Adriana Freitas, marketing manager in Miami, says she enjoys the right or lost nature of reading her horoscope. In reality, there was only one description, made up of newspaper horoscopes, and everyone received the same. The horoscopes in the newspapers, he said, offer a little comfort, a kind of seeing through the veil on a casual level. Gauquelin offered free horoscopes to any reader of a Parisian newspaper, provided he gave his opinion on the accuracy of his supposed “individual analysis”.

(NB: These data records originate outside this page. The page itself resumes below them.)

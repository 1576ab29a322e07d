//! Polygons with holes.

use serde::Serialize;

use crate::contour::{Contour, Orientation, RoundInfo};
use crate::geometry::{segments_intersect, BBox, Coord, Point};

/// One outer contour (counter-clockwise) plus zero or more holes
/// (clockwise). A multi-island set is a `Vec<Polyarea>`.
///
/// Holes are assumed to lie inside the outer contour; that is not checked.
#[derive(Debug, Clone)]
pub struct Polyarea {
    contours: Vec<Contour>,
}

impl Polyarea {
    /// Wrap `outer`, simplifying it and fixing it to counter-clockwise.
    pub fn new(mut outer: Contour) -> Self {
        outer.pre(true);
        if outer.orientation() == Orientation::Clockwise {
            outer.invert();
        }
        Self {
            contours: vec![outer],
        }
    }

    /// Wrap `outer` as-is, without simplification or reorientation.
    /// Used for degenerate zero-area shapes.
    pub fn from_raw(outer: Contour) -> Self {
        Self {
            contours: vec![outer],
        }
    }

    /// Add a hole, fixing it to clockwise.
    pub fn add_hole(&mut self, mut hole: Contour) {
        hole.pre(true);
        if hole.orientation() == Orientation::CounterClockwise {
            hole.invert();
        }
        self.contours.push(hole);
    }

    pub fn outer(&self) -> &Contour {
        &self.contours[0]
    }

    pub fn holes(&self) -> &[Contour] {
        &self.contours[1..]
    }

    pub fn has_holes(&self) -> bool {
        self.contours.len() > 1
    }

    /// Outer first, then holes.
    pub fn contours(&self) -> &[Contour] {
        &self.contours
    }

    pub fn into_outer(mut self) -> Contour {
        self.contours.swap_remove(0)
    }

    pub fn into_contours(self) -> Vec<Contour> {
        self.contours
    }

    /// Outer area minus the hole areas.
    pub fn area(&self) -> f64 {
        self.contours.iter().map(Contour::area).sum()
    }

    pub fn bbox(&self) -> BBox {
        self.outer().bbox()
    }

    /// Inside the outer contour and not strictly inside any hole.
    pub fn contains_point(&self, p: Point) -> bool {
        self.outer().contains_point(p)
            && !self
                .holes()
                .iter()
                .any(|h| h.contains_point(p) && !on_boundary(h, p))
    }

    pub fn translate(&mut self, dx: Coord, dy: Coord) {
        for c in &mut self.contours {
            c.translate(dx, dy);
        }
    }

    /// JSON rendering for debug logs.
    pub fn to_json(&self) -> String {
        let dump = PolyareaDump {
            area: self.area(),
            contours: self
                .contours
                .iter()
                .map(|c| ContourDump {
                    bbox: c.bbox(),
                    area: c.area(),
                    round: c.round(),
                    points: c.to_vec(),
                })
                .collect(),
        };
        serde_json::to_string(&dump).unwrap_or_default()
    }
}

#[derive(Serialize)]
struct ContourDump {
    bbox: BBox,
    area: f64,
    #[serde(skip_serializing_if = "Option::is_none")]
    round: Option<RoundInfo>,
    points: Vec<Point>,
}

#[derive(Serialize)]
struct PolyareaDump {
    area: f64,
    contours: Vec<ContourDump>,
}

fn on_boundary(c: &Contour, p: Point) -> bool {
    c.edges().any(|(a, b)| segments_intersect(a, b, p, p))
}

/// True when the two filled regions share at least one point: a boundary
/// contact, a crossing, or one lying inside the other. Holes are respected.
pub fn touching(a: &Polyarea, b: &Polyarea) -> bool {
    if !a.bbox().touches(&b.bbox()) {
        return false;
    }
    for ca in a.contours() {
        for cb in b.contours() {
            if !ca.bbox().touches(&cb.bbox()) {
                continue;
            }
            for (a1, a2) in ca.edges() {
                if !BBox::from_corners(a1, a2).touches(&cb.bbox()) {
                    continue;
                }
                if cb.edges().any(|(b1, b2)| segments_intersect(a1, a2, b1, b2)) {
                    return true;
                }
            }
        }
    }
    // no boundary contact: either nested or disjoint
    let pa = a.outer().point(a.outer().head());
    let pb = b.outer().point(b.outer().head());
    b.contains_point(pa) || a.contains_point(pb)
}

/// True when `a` touches any island of `islands`.
pub fn touching_any(a: &Polyarea, islands: &[Polyarea]) -> bool {
    islands.iter().any(|b| touching(a, b))
}

/// Move the island with the largest area to the front.
pub fn biggest_first(islands: &mut [Polyarea]) {
    let biggest = islands
        .iter()
        .enumerate()
        .max_by(|(_, a), (_, b)| a.area().total_cmp(&b.area()))
        .map(|(i, _)| i);
    if let Some(i) = biggest {
        islands.swap(0, i);
    }
}

pub fn total_area(islands: &[Polyarea]) -> f64 {
    islands.iter().map(Polyarea::area).sum()
}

In astrology, personalized horoscopes are printed by date of birth and make vague predictions usually about the love life, success and health of people under the same horoscope sign. Following the public's interest in Princess Margaret's horoscope, the newspaper decided to publish several more forecasts of Naylor. But really, at the end of the day, do horoscopes do more harm than good, or rather than harm? It all depends on who you ask (and, of course, on the appropriateness of the advice given). Whether those features are the spoonful of sugar to help the medicine of difficult news go down or if people just take the paper for the horoscope, there is not much difference in the final result.
Sandbek says that people are more likely to read their horoscope in times of change or personal trauma because life seems to get out of control. So you read a horoscope, it says something is going to happen to you, and whenever something relevant happens, you attribute it to the horoscope you read earlier.